** Material shown follows **

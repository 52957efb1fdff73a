//! Line-oriented client interface.
//!
//! A command loop is written against [`ClientReader`] and [`ClientWriter`]
//! so it runs the same over a [`DuplexBridge`] or a test double.

// ============================================================================
// Imports
// ============================================================================

use serde_json::Value;
use tracing::{debug, trace, warn};

use crate::error::{Error, Result};
use crate::protocol::{CommandMessage, MessageEncoder, ResponseMessage};
use crate::transport::TransportSession;

use super::core::DuplexBridge;

// ============================================================================
// Traits
// ============================================================================

/// Source of inbound lines.
pub trait ClientReader {
    /// Blocks for the next line. `None` means end of stream.
    fn read_line(&self) -> Option<String>;

    /// Iterates lines until end of stream.
    fn lines(&self) -> Incoming<'_, Self>
    where
        Self: Sized,
    {
        Incoming { reader: self }
    }
}

/// Sink for outbound lines.
pub trait ClientWriter {
    /// Free-form output meant for a terminal. Socket clients drop it.
    fn print(&self, text: &str);

    /// Sends one complete, already encoded line.
    ///
    /// # Errors
    ///
    /// Returns an error if the line could not be delivered.
    fn write_line(&self, line: &str) -> Result<()>;

    /// Encodes and sends one command response.
    ///
    /// # Errors
    ///
    /// Returns an error if the response could not be encoded or delivered.
    fn write_response(&self, response: &ResponseMessage<Value>) -> Result<()>;
}

// ============================================================================
// Incoming
// ============================================================================

/// Iterator over lines from a [`ClientReader`], ending at end of stream.
pub struct Incoming<'a, R> {
    reader: &'a R,
}

impl<R: ClientReader> Iterator for Incoming<'_, R> {
    type Item = String;

    fn next(&mut self) -> Option<String> {
        self.reader.read_line()
    }
}

// ============================================================================
// Bridge Implementations
// ============================================================================

impl<S, E> DuplexBridge<S, E> {
    /// Iterates received messages until the bridge closes.
    #[inline]
    pub fn incoming(&self) -> Incoming<'_, Self> {
        Incoming { reader: self }
    }
}

impl<S, E> ClientReader for DuplexBridge<S, E> {
    fn read_line(&self) -> Option<String> {
        self.receive_next()
    }
}

impl<S, E> ClientWriter for DuplexBridge<S, E>
where
    S: TransportSession,
    E: MessageEncoder<ResponseMessage<Value>>,
{
    fn print(&self, text: &str) {
        trace!(len = text.len(), "Print ignored for socket client");
    }

    fn write_line(&self, line: &str) -> Result<()> {
        self.send_text(line)
    }

    fn write_response(&self, response: &ResponseMessage<Value>) -> Result<()> {
        self.send(response)
    }
}

// ============================================================================
// Command Loop
// ============================================================================

/// Runs a command loop until the reader reaches end of stream.
///
/// Each line is parsed as a [`CommandMessage`] and answered with the
/// handler's [`ResponseMessage`], which the writer encodes. Malformed lines
/// and responses that fail to encode or deliver are logged and skipped;
/// the loop stops early only when the writer reports
/// [`Error::ConnectionClosed`].
///
/// Returns the number of responses delivered.
pub fn serve<R, W, H>(reader: &R, writer: &W, mut handler: H) -> usize
where
    R: ClientReader,
    W: ClientWriter + ?Sized,
    H: FnMut(&CommandMessage) -> ResponseMessage<Value>,
{
    let mut delivered = 0;

    for line in reader.lines() {
        let command = match CommandMessage::parse(&line) {
            Ok(command) => command,
            Err(e) => {
                warn!(error = %e, "Skipping malformed command");
                continue;
            }
        };

        let response = handler(&command);

        match writer.write_response(&response) {
            Ok(()) => delivered += 1,
            Err(Error::ConnectionClosed) => {
                debug!(command = %command.command, "Writer closed, stopping command loop");
                break;
            }
            Err(e) => warn!(command = %command.command, error = %e, "Failed to deliver response"),
        }
    }

    debug!(delivered, "Command loop finished");
    delivered
}

// ============================================================================
// Tests
// ============================================================================

#[cfg(test)]
mod tests {
    use super::*;

    use std::cell::RefCell;
    use std::collections::VecDeque;
    use std::sync::Weak;
    use std::sync::atomic::{AtomicBool, Ordering};

    use parking_lot::Mutex;
    use serde::Serialize;
    use serde_json::json;

    use crate::transport::TransportEvents;

    struct ScriptedReader {
        lines: RefCell<VecDeque<String>>,
    }

    impl ScriptedReader {
        fn new(lines: &[&str]) -> Self {
            Self {
                lines: RefCell::new(lines.iter().map(|l| (*l).to_string()).collect()),
            }
        }
    }

    impl ClientReader for ScriptedReader {
        fn read_line(&self) -> Option<String> {
            self.lines.borrow_mut().pop_front()
        }
    }

    #[derive(Default)]
    struct RecordingWriter {
        lines: RefCell<Vec<String>>,
        close_after: Option<usize>,
    }

    impl ClientWriter for RecordingWriter {
        fn print(&self, _text: &str) {}

        fn write_line(&self, line: &str) -> Result<()> {
            let mut lines = self.lines.borrow_mut();
            if self.close_after == Some(lines.len()) {
                return Err(Error::ConnectionClosed);
            }
            lines.push(line.to_string());
            Ok(())
        }

        fn write_response(&self, response: &ResponseMessage<Value>) -> Result<()> {
            self.write_line(&serde_json::to_string(response)?)
        }
    }

    /// Transport that is always open and keeps every write.
    #[derive(Default)]
    struct RecordingSession {
        writes: Mutex<Vec<String>>,
        closed: AtomicBool,
    }

    impl TransportSession for RecordingSession {
        fn set_event_sink(&self, _sink: Weak<dyn TransportEvents>) {}

        fn send_text(&self, text: &str) -> Result<()> {
            self.writes.lock().push(text.to_owned());
            Ok(())
        }

        fn close(&self) {
            self.closed.store(true, Ordering::SeqCst);
        }

        fn is_open(&self) -> bool {
            !self.closed.load(Ordering::SeqCst)
        }
    }

    /// Prefixes the JSON form so its use is visible on the wire.
    struct Tagged;

    impl<M: Serialize + ?Sized> MessageEncoder<M> for Tagged {
        fn encode(&self, message: &M) -> Result<String> {
            Ok(format!("TAG:{}", serde_json::to_string(message)?))
        }
    }

    fn echo(command: &CommandMessage) -> ResponseMessage<Value> {
        ResponseMessage::success(command, json!(command.args))
    }

    #[test]
    fn test_lines_until_end_of_stream() {
        let reader = ScriptedReader::new(&["a", "b"]);
        let lines: Vec<_> = reader.lines().collect();
        assert_eq!(lines, vec!["a".to_string(), "b".to_string()]);
    }

    #[test]
    fn test_serve_answers_each_command() {
        let reader = ScriptedReader::new(&[
            r#"{"id":"1","command":"echo","args":["x"]}"#,
            r#"{"id":"2","command":"echo"}"#,
        ]);
        let writer = RecordingWriter::default();

        assert_eq!(serve(&reader, &writer, echo), 2);

        let first: Value = serde_json::from_str(&writer.lines.borrow()[0]).expect("json");
        assert_eq!(first["id"], "1");
        assert_eq!(first["commandName"], "echo");
        assert_eq!(first["payload"], json!(["x"]));
    }

    #[test]
    fn test_serve_skips_malformed_lines() {
        let reader = ScriptedReader::new(&["garbage", r#"{"command":"echo"}"#]);
        let writer = RecordingWriter::default();

        assert_eq!(serve(&reader, &writer, echo), 1);
    }

    #[test]
    fn test_serve_stops_when_writer_closes() {
        let reader = ScriptedReader::new(&[
            r#"{"command":"echo"}"#,
            r#"{"command":"echo"}"#,
            r#"{"command":"echo"}"#,
        ]);
        let writer = RecordingWriter {
            close_after: Some(1),
            ..RecordingWriter::default()
        };

        assert_eq!(serve(&reader, &writer, echo), 1);
        assert_eq!(reader.lines.borrow().len(), 1);
    }

    #[test]
    fn test_serve_encodes_with_bridge_encoder() {
        let session = RecordingSession::default();
        let bridge = DuplexBridge::bind(session, Tagged);
        bridge.on_open();

        let reader = ScriptedReader::new(&[r#"{"id":"9","command":"echo","args":["x"]}"#]);
        assert_eq!(serve(&reader, bridge.as_ref(), echo), 1);

        let writes = bridge.session().writes.lock();
        assert_eq!(writes.len(), 1);
        let body = writes[0].strip_prefix("TAG:").expect("encoded by the bridge encoder");
        let response: Value = serde_json::from_str(body).expect("json");
        assert_eq!(response["id"], "9");
        assert_eq!(response["payload"], json!(["x"]));
    }

    #[test]
    fn test_bridge_print_writes_nothing() {
        let bridge = DuplexBridge::bind(RecordingSession::default(), Tagged);
        bridge.on_open();

        bridge.print("banner");

        assert!(bridge.session().writes.lock().is_empty());
        assert!(bridge.is_connected());
        assert_eq!(bridge.pending_messages(), 0);
    }
}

** End of Material shown **

— What is required —
Copy each line of the entries in which the string "Iterator" is found.

— Response to the exercise —
/// Iterator over lines from a [`ClientReader`], ending at end of stream.
impl<R: ClientReader> Iterator for Incoming<'_, R> {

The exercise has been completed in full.